The legislature has provided four different grounds for adjudication that a child is neglected under subsection 232.2(15), The Code. Although these grounds may to some extent be similar there can be different defenses to the different grounds. It was a denial of due process to respondents to charge neglect under one ground then find neglect under another.
The State relies on State ex rel. Wiley v. Richards, 253 Iowa 679, 113 N.W.2d 285 where we held the trial court could find a child to be neglected without relying on any particular provision in section 232.2, The Code, 1958. Gault has since required a more specific charge.
II. Our reversal is without prejudice to the State to file a new petition, to give proper notice, and proceed again. Accordingly it is appropriate for us to consider the admission into evidence of psychological reports concerning the child. Their admission was error. No foundation for the reports was laid. Those making the reports were not produced for cross-examination and their unavailability was not established. The admission of these exhibits was vigorously objected to on the basis of In re Delaney, 185 N.W.2d 726 (Iowa 1971).

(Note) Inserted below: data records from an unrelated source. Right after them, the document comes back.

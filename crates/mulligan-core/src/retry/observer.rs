//! Retry observation and logging
//!
//! This module provides the `RetryObserver` trait for monitoring retry
//! attempts and a `TracingObserver` implementation that logs using the
//! `tracing` crate. Observers are diagnostic only and never influence
//! retry decisions.

use std::error::Error;
use std::time::Duration;

/// Observer trait for retry attempt events
///
/// Implement this trait to receive callbacks during retry execution.
/// This is useful for logging, metrics collection, or debugging.
pub trait RetryObserver: Send + Sync {
    /// Called when an attempt is about to start
    ///
    /// # Arguments
    ///
    /// * `attempt` - The attempt number (1-indexed)
    /// * `max_attempts` - The configured attempt budget
    fn on_attempt_start(&self, attempt: u32, max_attempts: u32);

    /// Called when the task itself fails on an attempt
    ///
    /// # Arguments
    ///
    /// * `attempt` - The attempt number that failed (1-indexed)
    /// * `error` - The error the task returned
    fn on_task_failed(&self, attempt: u32, error: &dyn Error);

    /// Called when the task succeeds but the success predicate rejects
    /// the result
    ///
    /// # Arguments
    ///
    /// * `attempt` - The attempt number that was rejected (1-indexed)
    fn on_rejected(&self, attempt: u32) {
        // Default implementation does nothing
        let _ = attempt;
    }

    /// Called when a result is accepted
    ///
    /// # Arguments
    ///
    /// * `attempt` - The attempt number that succeeded (1-indexed)
    /// * `total_duration` - Total time spent across all attempts
    fn on_success(&self, attempt: u32, total_duration: Duration);

    /// Called when the attempt budget is exhausted
    ///
    /// # Arguments
    ///
    /// * `attempts` - Total number of attempts made
    /// * `last_failure` - The failure recorded on the final attempt
    fn on_exhausted(&self, attempts: u32, last_failure: &dyn Error);
}

/// A no-op observer that does nothing
///
/// Use this when you don't need observation but the API requires an
/// observer.
#[derive(Debug, Clone, Copy, Default)]
pub struct NoOpObserver;

impl RetryObserver for NoOpObserver {
    fn on_attempt_start(&self, _attempt: u32, _max_attempts: u32) {}

    fn on_task_failed(&self, _attempt: u32, _error: &dyn Error) {}

    fn on_success(&self, _attempt: u32, _total_duration: Duration) {}

    fn on_exhausted(&self, _attempts: u32, _last_failure: &dyn Error) {}
}

/// An observer that logs retry events using the `tracing` crate
///
/// # Log Levels
///
/// - `on_attempt_start`: DEBUG
/// - `on_task_failed`: WARN
/// - `on_rejected`: WARN
/// - `on_success`: INFO (if > 1 attempt) or DEBUG (first attempt)
/// - `on_exhausted`: ERROR
///
/// # Example
///
/// ```rust
/// use mulligan_core::retry::TracingObserver;
///
/// // Create with operation name for better log context
/// let observer = TracingObserver::new("download");
/// ```
#[derive(Debug, Clone)]
pub struct TracingObserver {
    /// Name of the operation being retried (for log context)
    operation: String,
}

impl TracingObserver {
    /// Create a new tracing observer
    ///
    /// # Arguments
    ///
    /// * `operation` - A descriptive name for the operation being retried
    pub fn new(operation: impl Into<String>) -> Self {
        Self {
            operation: operation.into(),
        }
    }

    /// Get the operation name
    pub fn operation(&self) -> &str {
        &self.operation
    }
}

impl Default for TracingObserver {
    fn default() -> Self {
        Self::new("retry")
    }
}

impl RetryObserver for TracingObserver {
    fn on_attempt_start(&self, attempt: u32, max_attempts: u32) {
        tracing::debug!(
            operation = %self.operation,
            attempt = attempt,
            max_attempts = max_attempts,
            "starting attempt"
        );
    }

    fn on_task_failed(&self, attempt: u32, error: &dyn Error) {
        tracing::warn!(
            operation = %self.operation,
            attempt = attempt,
            error = %error,
            "attempt failed"
        );
    }

    fn on_rejected(&self, attempt: u32) {
        tracing::warn!(
            operation = %self.operation,
            attempt = attempt,
            "result rejected by success predicate"
        );
    }

    fn on_success(&self, attempt: u32, total_duration: Duration) {
        if attempt > 1 {
            tracing::info!(
                operation = %self.operation,
                attempt = attempt,
                total_duration_ms = total_duration.as_millis() as u64,
                "succeeded after retry"
            );
        } else {
            tracing::debug!(
                operation = %self.operation,
                duration_ms = total_duration.as_millis() as u64,
                "succeeded on first attempt"
            );
        }
    }

    fn on_exhausted(&self, attempts: u32, last_failure: &dyn Error) {
        tracing::error!(
            operation = %self.operation,
            attempts = attempts,
            error = %last_failure,
            "all retry attempts exhausted"
        );
    }
}

/// An observer that collects statistics about retry attempts
///
/// Useful for testing and metrics collection.
#[derive(Debug, Default)]
pub struct StatsObserver {
    /// Attempt start events
    pub attempt_starts: std::sync::atomic::AtomicU32,
    /// Task failure events
    pub task_failures: std::sync::atomic::AtomicU32,
    /// Predicate rejection events
    pub rejections: std::sync::atomic::AtomicU32,
    /// Success events
    pub successes: std::sync::atomic::AtomicU32,
    /// Exhaustion events
    pub exhaustions: std::sync::atomic::AtomicU32,
}

impl StatsObserver {
    /// Create a new stats observer
    pub fn new() -> Self {
        Self::default()
    }

    /// Get the number of attempt starts
    pub fn attempt_starts(&self) -> u32 {
        self.attempt_starts
            .load(std::sync::atomic::Ordering::SeqCst)
    }

    /// Get the number of task failures
    pub fn task_failures(&self) -> u32 {
        self.task_failures
            .load(std::sync::atomic::Ordering::SeqCst)
    }

    /// Get the number of predicate rejections
    pub fn rejections(&self) -> u32 {
        self.rejections.load(std::sync::atomic::Ordering::SeqCst)
    }

    /// Get the number of successes
    pub fn successes(&self) -> u32 {
        self.successes.load(std::sync::atomic::Ordering::SeqCst)
    }

    /// Get the number of exhaustions
    pub fn exhaustions(&self) -> u32 {
        self.exhaustions.load(std::sync::atomic::Ordering::SeqCst)
    }
}

impl RetryObserver for StatsObserver {
    fn on_attempt_start(&self, _attempt: u32, _max_attempts: u32) {
        self.attempt_starts
            .fetch_add(1, std::sync::atomic::Ordering::SeqCst);
    }

    fn on_task_failed(&self, _attempt: u32, _error: &dyn Error) {
        self.task_failures
            .fetch_add(1, std::sync::atomic::Ordering::SeqCst);
    }

    fn on_rejected(&self, _attempt: u32) {
        self.rejections
            .fetch_add(1, std::sync::atomic::Ordering::SeqCst);
    }

    fn on_success(&self, _attempt: u32, _total_duration: Duration) {
        self.successes
            .fetch_add(1, std::sync::atomic::Ordering::SeqCst);
    }

    fn on_exhausted(&self, _attempts: u32, _last_failure: &dyn Error) {
        self.exhaustions
            .fetch_add(1, std::sync::atomic::Ordering::SeqCst);
    }
}

/// Implement RetryObserver for Arc<T> where T: RetryObserver
impl<T: RetryObserver + ?Sized> RetryObserver for std::sync::Arc<T> {
    fn on_attempt_start(&self, attempt: u32, max_attempts: u32) {
        (**self).on_attempt_start(attempt, max_attempts)
    }

    fn on_task_failed(&self, attempt: u32, error: &dyn Error) {
        (**self).on_task_failed(attempt, error)
    }

    fn on_rejected(&self, attempt: u32) {
        (**self).on_rejected(attempt)
    }

    fn on_success(&self, attempt: u32, total_duration: Duration) {
        (**self).on_success(attempt, total_duration)
    }

    fn on_exhausted(&self, attempts: u32, last_failure: &dyn Error) {
        (**self).on_exhausted(attempts, last_failure)
    }
}

/// Implement RetryObserver for Box<T> where T: RetryObserver
impl<T: RetryObserver + ?Sized> RetryObserver for Box<T> {
    fn on_attempt_start(&self, attempt: u32, max_attempts: u32) {
        (**self).on_attempt_start(attempt, max_attempts)
    }

    fn on_task_failed(&self, attempt: u32, error: &dyn Error) {
        (**self).on_task_failed(attempt, error)
    }

    fn on_rejected(&self, attempt: u32) {
        (**self).on_rejected(attempt)
    }

    fn on_success(&self, attempt: u32, total_duration: Duration) {
        (**self).on_success(attempt, total_duration)
    }

    fn on_exhausted(&self, attempts: u32, last_failure: &dyn Error) {
        (**self).on_exhausted(attempts, last_failure)
    }
}

#[cfg(test)]
mod tests {
    use super::*;
    use std::io;

    #[test]
    fn test_noop_observer() {
        let observer = NoOpObserver;
        let error = io::Error::other("test");

        // These should all be no-ops
        observer.on_attempt_start(1, 3);
        observer.on_task_failed(1, &error);
        observer.on_rejected(1);
        observer.on_success(2, Duration::from_millis(500));
        observer.on_exhausted(3, &error);
    }

    #[test]
    fn test_stats_observer() {
        let observer = StatsObserver::new();
        let error = io::Error::other("test");

        observer.on_attempt_start(1, 3);
        observer.on_attempt_start(2, 3);
        observer.on_task_failed(1, &error);
        observer.on_rejected(2);
        observer.on_success(3, Duration::from_millis(500));

        assert_eq!(observer.attempt_starts(), 2);
        assert_eq!(observer.task_failures(), 1);
        assert_eq!(observer.rejections(), 1);
        assert_eq!(observer.successes(), 1);
        assert_eq!(observer.exhaustions(), 0);
    }

    #[test]
    fn test_stats_observer_exhaustion() {
        let observer = StatsObserver::new();
        let error = io::Error::other("test");

        observer.on_attempt_start(1, 2);
        observer.on_task_failed(1, &error);
        observer.on_attempt_start(2, 2);
        observer.on_task_failed(2, &error);
        observer.on_exhausted(2, &error);

        assert_eq!(observer.attempt_starts(), 2);
        assert_eq!(observer.task_failures(), 2);
        assert_eq!(observer.exhaustions(), 1);
    }

    #[test]
    fn test_tracing_observer_creation() {
        let observer = TracingObserver::new("test_operation");
        assert_eq!(observer.operation(), "test_operation");

        let default_observer = TracingObserver::default();
        assert_eq!(default_observer.operation(), "retry");
    }

    #[test]
    fn test_arc_observer() {
        let observer = std::sync::Arc::new(StatsObserver::new());
        let error = io::Error::other("test");

        observer.on_attempt_start(1, 3);
        observer.on_task_failed(1, &error);

        assert_eq!(observer.attempt_starts(), 1);
        assert_eq!(observer.task_failures(), 1);
    }
}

In Delaney we explained the admissibility requirements of a report such as those offered in these proceedings. If the persons making the reports are presented for cross-examination the requirements of Gault are satisfied. If such witnesses are not produced their unavailability must be shown. If the exhibits have been seasonably furnished to counsel for the juvenile or his parents such counsel must show he has exhausted process in attempting to secure the presence of the witnesses. Where the juvenile sustains that burden the evidence in the report will not be considered unless it is otherwise admissible under an exception to the hearsay rule.
The record here is devoid of any foundation for such reports and they should not have been admitted. We note especially there was no showing the exhibits were furnished counsel for the juvenile or his parents in time for reasonable examination before trial.
The cause must be and is hereby
Reversed.
MOORE, C.J., and LeGRAND and REES, JJ., concur, and UHLENHOPP, J., concurs specially.
I concur in division I. As to division II, I adhere to the views expressed in the dissenting opinion in In re Delaney, 185 N.W.2d 726 (Iowa). However, Delaney is the law, and I therefore concur in division II of the present opinion.